··· Dataset entries ···

use super::{ControlLoop, HOME, POLL, drive};
use crate::config::PositionRange;
use crate::patterns::{circular_ease, clock_phase, ease};
use crate::profiles::{self, AnimationHash, Cadence, PoseProfile};
use crate::registry::DeviceIndex;
use crate::state::{ControlState, PoseReceiver};
use crate::traits::{Actuator, ActuatorError};
use async_trait::async_trait;
use std::sync::Arc;
use std::time::Duration;
use tokio::time::Instant;
use tracing::{debug, info};

const TRANSITION_TICKS: u32 = 25;
const TRANSITION_SMOOTHING: f64 = 0.2;
const RUNNING_SMOOTHING: f64 = 0.1;
const HOMING_SMOOTHING: f64 = 0.1;
const TICK: Duration = Duration::from_millis(50);
const TRANSITION_DURATION: Duration = Duration::from_millis(100);
const HOMING_TICK: Duration = Duration::from_millis(100);
const HOMING_DURATION: Duration = Duration::from_millis(200);
const HOMING_TOLERANCE: f64 = 0.01;
const SLOW_MIN: Duration = Duration::from_millis(200);
const SLOW_MAX: Duration = Duration::from_secs(2);

#[derive(Clone, Copy, Debug, Default, PartialEq, Eq)]
pub enum PosePhase {
    #[default]
    Inactive,
    /// Blending the displayed phase onto the animation; counts ticks done.
    Transitioning { ticks: u32 },
    Running,
}

/// Follows the current pose animation with its profile's pattern.
///
/// Phase changes are driven by [`crate::state::PoseChange`] events rather than
/// by watching the hash, so high-rate progress updates cause no churn.
pub struct PoseLoop {
    state: Arc<ControlState>,
    actuator: Arc<dyn Actuator>,
    events: PoseReceiver,
    phase: PosePhase,
    pose: Option<&'static PoseProfile>,
    /// Smoothed animation phase, `[0, 1)`.
    displayed: f64,
    /// Last commanded position.
    position: f64,
    entered: Instant,
    /// Low-rate mode: which half of the cycle was last commanded, and when.
    half: Option<bool>,
    flipped: Instant,
}

impl PoseLoop {
    pub fn new(state: Arc<ControlState>, actuator: Arc<dyn Actuator>, events: PoseReceiver) -> Self {
        let now = Instant::now();
        Self {
            state,
            actuator,
            events,
            phase: PosePhase::Inactive,
            pose: None,
            displayed: 0.0,
            position: HOME,
            entered: now,
            half: None,
            flipped: now,
        }
    }

    pub fn phase(&self) -> PosePhase {
        self.phase
    }

    /// Last commanded position.
    pub fn position(&self) -> f64 {
        self.position
    }

    pub async fn run(self) {
        let state = self.state.clone();
        drive(self, &state).await;
    }

    fn drain_events(&mut self) {
        while let Ok(change) = self.events.try_recv() {
            self.on_pose_changed(change.hash);
        }
    }

    fn on_pose_changed(&mut self, hash: AnimationHash) {
        let profile = profiles::pose_profile(hash).filter(|_| profiles::is_pose(hash));
        let Some(profile) = profile else {
            if self.phase != PosePhase::Inactive {
                info!(hash, "pose ended");
            }
            self.phase = PosePhase::Inactive;
            self.pose = None;
            return;
        };

        let low_rate = self.state.with_config(|c| c.low_rate_device);
        info!(hash, pose = profile.name, low_rate, "pose started");
        let now = Instant::now();
        self.pose = Some(profile);
        self.entered = now;
        self.flipped = now;
        self.half = None;
        self.phase = if low_rate {
            PosePhase::Running
        } else {
            PosePhase::Transitioning { ticks: 0 }
        };
        self.state.set_pose_homing(false);
    }

    /// Phase the profile wants right now, before smoothing.
    fn target_phase(&self, profile: &PoseProfile) -> f64 {
        match profile.cadence.cycle() {
            Some(cycle) => clock_phase(self.entered.elapsed(), cycle),
            None => self.state.animation().progress,
        }
    }

    async fn command(
        &mut self,
        device: DeviceIndex,
        position: f64,
        duration: Duration,
    ) -> Result<(), ActuatorError> {
        self.actuator
            .set_position(device, position, duration)
            .await?;
        self.position = position;
        Ok(())
    }

    async fn follow(
        &mut self,
        device: DeviceIndex,
        profile: &'static PoseProfile,
        range: PositionRange,
    ) -> Result<Duration, ActuatorError> {
        let target = self.target_phase(profile);
        let duration = match self.phase {
            PosePhase::Transitioning { ticks } => {
                self.displayed = circular_ease(self.displayed, target, TRANSITION_SMOOTHING);
                self.phase = if ticks + 1 >= TRANSITION_TICKS {
                    debug!(pose = profile.name, "pose transition done");
                    PosePhase::Running
                } else {
                    PosePhase::Transitioning { ticks: ticks + 1 }
                };
                TRANSITION_DURATION
            }
            _ => {
                self.displayed = match profile.cadence {
                    Cadence::Fixed { .. } => target,
                    Cadence::Tracked => circular_ease(self.displayed, target, RUNNING_SMOOTHING),
                };
                TICK
            }
        };
        let position = range.lerp(profile.pattern.sample(self.displayed));
        self.command(device, position, duration).await?;
        Ok(TICK)
    }

    /// Coarse alternation for slow transports: one command per half cycle.
    async fn alternate(
        &mut self,
        device: DeviceIndex,
        profile: &'static PoseProfile,
        range: PositionRange,
    ) -> Result<Duration, ActuatorError> {
        let phase = self.target_phase(profile);
        self.displayed = phase;
        let first_half = phase < 0.5;
        if self.half == Some(first_half) {
            return Ok(TICK);
        }

        let now = Instant::now();
        let duration = match profile.cadence.cycle() {
            Some(cycle) => cycle / 2,
            None => (now - self.flipped).clamp(SLOW_MIN, SLOW_MAX),
        };
        let position = if first_half { range.max } else { range.min };
        self.command(device, position, duration).await?;
        self.half = Some(first_half);
        self.flipped = now;
        Ok(TICK)
    }

    /// Ease back toward center once the pose has ended.
    async fn settle(&mut self, device: DeviceIndex) -> Result<Duration, ActuatorError> {
        if self.state.is_climax_active() {
            // The climax choreography ends at home on its own.
            self.position = HOME;
            self.state.set_pose_homing(false);
            return Ok(POLL);
        }
        if (self.position - HOME).abs() <= HOMING_TOLERANCE {
            self.state.set_pose_homing(false);
            return Ok(POLL);
        }

        self.state.set_pose_homing(true);
        let position = ease(self.position, HOME, HOMING_SMOOTHING);
        self.command(device, position, HOMING_DURATION).await?;
        Ok(HOMING_TICK)
    }
}

#[async_trait]
impl ControlLoop for PoseLoop {
    fn name(&self) -> &'static str {
        "pose"
    }

    async fn tick(&mut self) -> Result<Duration, ActuatorError> {
        self.drain_events();

        let Some(device) = self.state.with_registry(|r| r.piston_device()) else {
            self.state.set_pose_homing(false);
            return Ok(POLL);
        };
        if self.state.device_busy() {
            self.position = HOME;
            self.state.set_pose_homing(false);
            return Ok(POLL);
        }

        let Some(profile) = self.pose.filter(|_| self.phase != PosePhase::Inactive) else {
            return self.settle(device).await;
        };
        if !self.state.is_pose_active() {
            return Ok(POLL);
        }

        let (range, low_rate) = self.state.with_config(|c| {
            (
                c.pose_range(profile.hash).unwrap_or(profile.range),
                c.low_rate_device,
            )
        });
        if low_rate {
            self.alternate(device, profile, range).await
        } else {
            self.follow(device, profile, range).await
        }
    }
}

#[cfg(test)]
mod tests {
    use super::*;
    use crate::registry::{Capabilities, DeviceInfo, Signal};
    use crate::state::{AnimationState, PoseChange, PoseSender, pose_channel};
    use crate::testing::RecordingActuator;

    const DOGGY: AnimationHash = 344055696;

    fn setup() -> (Arc<ControlState>, Arc<RecordingActuator>, PoseSender, PoseLoop) {
        let state = Arc::new(ControlState::default());
        state.edit_registry(|r| {
            r.rebuild([DeviceInfo::new(0, "stroker", Capabilities::PISTON)]);
            r.select(Signal::Piston, 0).unwrap();
        });
        let rec = Arc::new(RecordingActuator::new());
        let (tx, rx) = pose_channel();
        let control = PoseLoop::new(state.clone(), rec.clone(), rx);
        (state, rec, tx, control)
    }

    fn enter(state: &ControlState, tx: &PoseSender, hash: AnimationHash, progress: f64) {
        state.set_animation(AnimationState { hash, progress });
        tx.send(PoseChange { hash }).unwrap();
    }

    #[tokio::test(start_paused = true)]
    async fn transition_runs_for_fixed_tick_count() {
        let (state, rec, tx, mut control) = setup();
        enter(&state, &tx, DOGGY, 0.3);
        for _ in 0..TRANSITION_TICKS {
            assert!(matches!(control.phase(), PosePhase::Inactive | PosePhase::Transitioning { .. }));
            control.tick().await.unwrap();
        }
        assert_eq!(control.phase(), PosePhase::Running);
        let positions = rec.positions();
        assert_eq!(positions.len(), TRANSITION_TICKS as usize);
        assert!(positions.iter().all(|(_, d)| *d == TRANSITION_DURATION));
        assert!(positions.iter().all(|(p, _)| (0.0..=0.4).contains(p)));
    }

    #[tokio::test(start_paused = true)]
    async fn non_pose_change_deactivates() {
        let (state, _rec, tx, mut control) = setup();
        enter(&state, &tx, DOGGY, 0.0);
        control.tick().await.unwrap();
        enter(&state, &tx, 42, 0.0);
        control.tick().await.unwrap();
        assert_eq!(control.phase(), PosePhase::Inactive);
    }

    #[tokio::test(start_paused = true)]
    async fn low_rate_skips_transition() {
        let (state, rec, tx, mut control) = setup();
        state.edit_config(|c| c.set_low_rate_device(true));
        enter(&state, &tx, DOGGY, 0.25);
        control.tick().await.unwrap();
        assert_eq!(control.phase(), PosePhase::Running);
        assert_eq!(rec.positions(), vec![(0.4, SLOW_MIN)]);
        // Same half: nothing new.
        control.tick().await.unwrap();
        assert_eq!(rec.positions().len(), 1);
    }
}
impl ConfigStore for JsonFileStore {
    fn load(&self) -> PerModeConfig {
        match self.read() {
            Ok(value) => {
                let (config, repaired) = PerModeConfig::from_json(&value);
                if repaired {
                    info!(path = %self.path.display(), "settings incomplete, writing repaired file");
                    self.save_or_warn(&config);
                } else {
                    info!(path = %self.path.display(), "settings loaded");
                }
                config
            }
            Err(e) => {
                warn!(path = %self.path.display(), error = %e, "settings unreadable, using defaults");
                let config = PerModeConfig::default();
                self.save_or_warn(&config);
                config
            }
        }
    }

    fn save(&self, config: &PerModeConfig) -> Result<(), ConfigError> {
        let text = serde_json::to_string_pretty(config)?;
        std::fs::write(&self.path, text)?;
        info!(path = %self.path.display(), "settings saved");
        Ok(())
    }
}

#[cfg(test)]
mod tests {
    use super::*;
    use serde_json::json;

    #[test]
    fn defaults_round_trip_through_json() {
        let cfg = PerModeConfig::default();
        let value = serde_json::to_value(&cfg).unwrap();
        let (back, repaired) = PerModeConfig::from_json(&value);
        assert_eq!(back, cfg);
        assert!(!repaired);
    }

    #[test]
    fn serialized_mode_keys_are_strings() {
        let value = serde_json::to_value(PerModeConfig::default()).unwrap();
        assert_eq!(value["piston_speed"]["1"], json!(0.9));
        assert_eq!(value["piston_range"]["max"], json!(0.8));
    }

    #[test]
    fn missing_keys_take_defaults() {
        let (cfg, repaired) = PerModeConfig::from_json(&json!({
            "piston_speed": { "2": 0.7 },
        }));
        assert!(repaired);
        assert_eq!(cfg.piston_speed[&1], 0.9);
        assert_eq!(cfg.piston_speed[&2], 0.7);
        assert_eq!(cfg.piston_speed[&3], 0.4);
        assert_eq!(cfg.vibe_strength, PerModeConfig::default().vibe_strength);
    }

    #[test]
    fn invalid_entries_are_replaced() {
        let (cfg, repaired) = PerModeConfig::from_json(&json!({
            "vibe_strength": { "1": 3.5, "2": "loud", "x": 0.1 },
            "piston_range": { "min": 0.9, "max": 0.1 },
            "idle_interval": -2,
        }));
        assert!(repaired);
        assert_eq!(cfg.vibe_strength[&1], 0.5);
        assert_eq!(cfg.vibe_strength[&2], 1.0);
        assert_eq!(cfg.piston_range, PositionRange::new(0.0, 0.8));
        assert_eq!(cfg.idle_interval, 3.0);
    }

    #[test]
    fn extra_levels_are_kept() {
        let mut value = serde_json::to_value(PerModeConfig::default()).unwrap();
        value["piston_speed"]["4"] = json!(0.2);
        let (cfg, repaired) = PerModeConfig::from_json(&value);
        assert!(!repaired);
        assert_eq!(cfg.piston_speed[&4], 0.2);
    }

    #[test]
    fn non_object_is_all_defaults() {
        let (cfg, repaired) = PerModeConfig::from_json(&json!([1, 2, 3]));
        assert!(repaired);
        assert_eq!(cfg, PerModeConfig::default());
    }

    #[test]
    fn ramp_floor_never_exceeds_strength() {
        let (cfg, repaired) = PerModeConfig::from_json(&json!({
            "vibe_strength": { "1": 0.2, "2": 1.0 },
            "vibe_min_strength": { "1": 0.6, "2": 0.6 },
        }));
        assert!(repaired);
        assert_eq!(cfg.vibe_min_strength[&1], 0.2);
        assert_eq!(cfg.vibe_min(1), 0.2);
    }

    #[test]
    fn range_setters_drag_the_other_bound() {
        let mut cfg = PerModeConfig::default();
        cfg.set_piston_min(0.9);
        assert_eq!(cfg.piston_range, PositionRange::new(0.9, 0.9));
        cfg.set_piston_max(0.3);
        assert_eq!(cfg.piston_range, PositionRange::new(0.3, 0.3));
        cfg.set_vibe_as_piston_max(1.7);
        assert_eq!(cfg.vibe_as_piston_range.max, 1.0);
    }

    #[test]
    fn strength_setters_keep_floor_below_top() {
        let mut cfg = PerModeConfig::default();
        cfg.set_vibe_strength(2, 0.4);
        assert_eq!(cfg.vibe_min_strength[&2], 0.4);
        cfg.set_vibe_min_strength(1, 0.9);
        assert_eq!(cfg.vibe_strength[&1], 0.9);
    }

    #[test]
    fn speeds_have_a_floor() {
        let mut cfg = PerModeConfig::default();
        cfg.set_piston_speed(1, 0.0);
        assert_eq!(cfg.piston_interval(1), Duration::from_secs_f64(MIN_INTERVAL_SECS));
        assert_eq!(cfg.piston_interval(9), Duration::from_secs(1));
    }

    #[test]
    fn speeds_have_a_ceiling() {
        let mut cfg = PerModeConfig::default();
        cfg.set_piston_speed(1, 1e20);
        cfg.set_vibe_as_piston_speed(2, f64::MAX);
        cfg.set_idle_interval(1e300);
        let ceiling = Duration::from_secs_f64(MAX_INTERVAL_SECS);
        assert_eq!(cfg.piston_interval(1), ceiling);
        assert_eq!(cfg.vibe_as_piston_interval(2), ceiling);
        assert_eq!(cfg.idle_period(), ceiling);
    }

    #[test]
    fn oversized_intervals_fall_back_to_defaults() {
        let (cfg, repaired) = PerModeConfig::from_json(&json!({
            "piston_speed": { "1": 1e20, "2": 60.0 },
            "idle_interval": 1e20,
        }));
        assert!(repaired);
        assert_eq!(cfg.piston_speed[&1], 0.9);
        assert_eq!(cfg.piston_speed[&2], 60.0);
        assert_eq!(cfg.idle_interval, 3.0);
        assert_eq!(cfg.piston_interval(1), Duration::from_secs_f64(0.9));
    }

    #[test]
    fn pose_range_override() {
        let mut cfg = PerModeConfig::default();
        assert!(cfg.set_pose_range(7717404, 0.1, 0.9));
        assert_eq!(cfg.pose_range(7717404), Some(PositionRange::new(0.1, 0.9)));
        assert!(!cfg.set_pose_range(42, 0.1, 0.9));
        assert_eq!(cfg.pose_range(42), None);
    }
}
pub mod actuator;

pub use actuator::{Actuator, ActuatorError, NoopActuator};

···

● **Required action**:
Which lines hold the word "text"? Copy each of them from the records.

● **Reply**:
        let text = serde_json::to_string_pretty(config)?;
        std::fs::write(&self.path, text)?;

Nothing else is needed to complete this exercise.